En Fuengirola había hace años un par de buenas librerías inglesas en las que acostumbraba a comprar a Hemingway y donde descubrí al cabo del tiempo a un tipo llamado Chris Stewart, autor de un libro sobre su vida en un pueblo de la Alpujarra titulado Driving Over Lemons. La librería la llevaba un hombrecito viejo, de escasa estatura, barba canosa y desaliñada con el que no intercambié creo más de ocho o diez palabras durante las tardes que anduve por su negocio. Llegaba pasadas las seis y permanecía allí hasta el cierre de la librería. Él parecía andar en sus asuntos, ordenando cajas o tecleando frente al ordenador, y yo pasaba las horas leyendo las primeras páginas de los libros que al final compraba. Tenía la habilidad de poner frente a mis narices títulos que me acababan cautivando. Lo hacía con extraordinaria discreción, sin que notase su presencia. Andaba hojeando un volumen de tapa dura y al devolverlo a la mesa hallaba otro que por su título o su portada acababa gustándome. Luego los iba amontonando en el mostrador y salía pasadas las nueve de la noche con un par de bolsas de vuelta a casa.
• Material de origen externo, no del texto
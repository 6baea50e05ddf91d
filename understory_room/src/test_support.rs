// Copyright 2025 the Understory Authors
// SPDX-License-Identifier: Apache-2.0 OR MIT

//! Anchor fixtures shared by the unit tests.

use glam::DVec3;
use kurbo::{Point, Rect};
use understory_anchor::{Anchor, AnchorLabels, PlaneBoundary, Pose, VolumeBounds};
use uuid::Uuid;

use crate::data::{AnchorData, RoomData};
use crate::room::Room;

/// Wall of height `h` standing on the floor segment `start -> end`, facing left of travel.
pub(crate) fn wall(start: DVec3, end: DVec3, h: f64) -> Anchor {
    let run = (end - start).with_z(0.0);
    let w = run.length();
    let center = ((start + end) * 0.5).with_z(h * 0.5);
    Anchor::new(
        Uuid::new_v4(),
        AnchorLabels::WALL_FACE,
        Pose::from_surface_normal(center, run.cross(DVec3::Z)),
        PlaneBoundary::from_rect(Rect::new(-w * 0.5, -h * 0.5, w * 0.5, h * 0.5)),
    )
}

/// Floor covering `[0, w] x [0, d]`.
pub(crate) fn floor(w: f64, d: f64) -> Anchor {
    Anchor::new(
        Uuid::new_v4(),
        AnchorLabels::FLOOR,
        Pose::IDENTITY,
        PlaneBoundary::from_rect(Rect::new(0.0, 0.0, w, d)),
    )
}

/// Downward-facing ceiling over `[0, w] x [0, d]` at height `h`.
pub(crate) fn ceiling(w: f64, d: f64, h: f64) -> Anchor {
    // Facing down flips local X.
    Anchor::new(
        Uuid::new_v4(),
        AnchorLabels::CEILING,
        Pose::from_surface_normal(DVec3::new(0.0, 0.0, h), DVec3::NEG_Z),
        PlaneBoundary::from_rect(Rect::new(-w, 0.0, 0.0, d)),
    )
}

/// Four inward-facing walls around `[0, w] x [0, d]`, chained in order.
pub(crate) fn rectangle_walls(w: f64, d: f64, h: f64) -> Vec<Anchor> {
    let corners = [
        DVec3::new(w, 0.0, 0.0),
        DVec3::ZERO,
        DVec3::new(0.0, d, 0.0),
        DVec3::new(w, d, 0.0),
    ];
    (0..4)
        .map(|i| wall(corners[i], corners[(i + 1) % 4], h))
        .collect()
}

/// Couch of the given length along X, 0.8m deep and 0.5m high, standing at `bottom_center`.
pub(crate) fn couch(bottom_center: DVec3, length: f64) -> Anchor {
    Anchor::new(
        Uuid::new_v4(),
        AnchorLabels::COUCH,
        Pose::from_translation(bottom_center),
        VolumeBounds::new(
            DVec3::new(-length * 0.5, -0.4, 0.0),
            DVec3::new(length * 0.5, 0.4, 0.5),
        )
        .unwrap(),
    )
}

/// 1.0 x 0.8 table, 0.75m high, standing at `bottom_center`.
pub(crate) fn table(bottom_center: DVec3) -> Anchor {
    Anchor::new(
        Uuid::new_v4(),
        AnchorLabels::TABLE,
        Pose::from_translation(bottom_center),
        VolumeBounds::new(DVec3::new(-0.5, -0.4, 0.0), DVec3::new(0.5, 0.4, 0.75)).unwrap(),
    )
}

/// L-shaped floor: the 2 x 2 square minus its `[1, 2] x [1, 2]` quadrant.
pub(crate) fn l_floor() -> Anchor {
    let outline = [(0.0, 0.0), (2.0, 0.0), (2.0, 1.0), (1.0, 1.0), (1.0, 2.0), (0.0, 2.0)];
    Anchor::new(
        Uuid::new_v4(),
        AnchorLabels::FLOOR,
        Pose::IDENTITY,
        PlaneBoundary::new(outline.map(|(x, y)| Point::new(x, y))).unwrap(),
    )
}

/// A 4 x 3 x 2.5 room: floor, ceiling, then four walls.
pub(crate) fn rectangle_room_data() -> RoomData {
    let mut anchors = vec![floor(4.0, 3.0), ceiling(4.0, 3.0, 2.5)];
    anchors.extend(rectangle_walls(4.0, 3.0, 2.5));
    RoomData {
        uuid: Uuid::from_u128(0x5EED),
        bounds: None,
        anchors: anchors.iter().map(AnchorData::from_anchor).collect(),
    }
}

/// [`rectangle_room_data`] loaded into a fresh room.
pub(crate) fn rectangle_room() -> Room {
    let mut room = Room::default();
    room.load_from_data(&rectangle_room_data());
    room
}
En aquellas noches de verano Scott Fitzgerald me enseñó a leer en inglés. Recuerdo un libro suyo titulado Tender Is The Night que tenía un final sombrío pero con una frase esperanzadora que decía: “Si estás enamorado, eso tendría que hacerte feliz”. FSF escribió aquella novela a mediados de los años Treinta, y algún tiempo después el mexicano Octavio Paz, inoculado por la novela americana y las melodías del jazz, sostuvo que la traducción era un nuevo género literario. Aquellos fueron los veranos de la literatura adolescente, de Herman Hesse y de Henry Miller, cuyo Tropic of Cancer no me excitó como deseaba, sino que me violentó y me hizo preguntarme entonces si cuando tuviera a un hombre frente a mi se comportaría con la exagerada misoginia que transmitían aquellas palabras.
Los años sirven para darte cuenta de que los escritores solo fueron elefantes sagrados en los recuerdos de tu adolescencia, cuando todo eran prisas y poluciones nocturnas, cuando el tiempo lo manejabas como si fuera eterno, seguro de que no acabaría nunca.
Hoy las certezas son otras. La madurez te convence de que los vicios que arrastrabas desde los años del acné son ahora más acusados, y que ningún propósito de enmienda hará a estas alturas que desaparezcan. Con los libros ocurre esto, que muestras frente a ellos un hambre y una avaricia que resulta difícil de explicar. Y en verano más, porque crees retroceder en el tiempo, a los momentos que ya solo viven en tu recuerdo, cuando las siestas representaban las horas más felices de la lectura, oculto en la umbría de los cuartos frescos, a refugio de la tarde ardiente y cegadora.
Yo tengo aun viva la memoria de muchas de aquellas tardes, tanto como de mis primeras librerías y del aspecto misterioso y silencioso de los hombres que me atendieron entonces. Ayer pasé la tarde en Luces, que abre en la Alameda Principal de Málaga. La frecuento desde hace años porque al frente de ella están libreros y no comerciales que igual sirven para atender una planta de electrodomésticos que para ejercer de cajeros en un supermercado. Pasé horas entre sus mesas y sus anaqueles, primero con la narrativa y luego con el ensayo, más tarde con la poesía y por último con los libros de viaje, en los que me empeño inútilmente en buscar los rastros, las huellas, el mito de Heródoto. Subyugado por la lectura, escondido entre los renglones y las comas, el tiempo vuelve a detenerse y me imagino presente en los escenarios de las primeras páginas de esas novelas, discutiendo las tesis de los ensayistas empeñados en llevarme la contraria, tierno en la distancia entre dos versos y al lado del caminante que esta tarde de marzo me ha permitido acompañarlo por un sendero que no sabe bien a dónde conduce.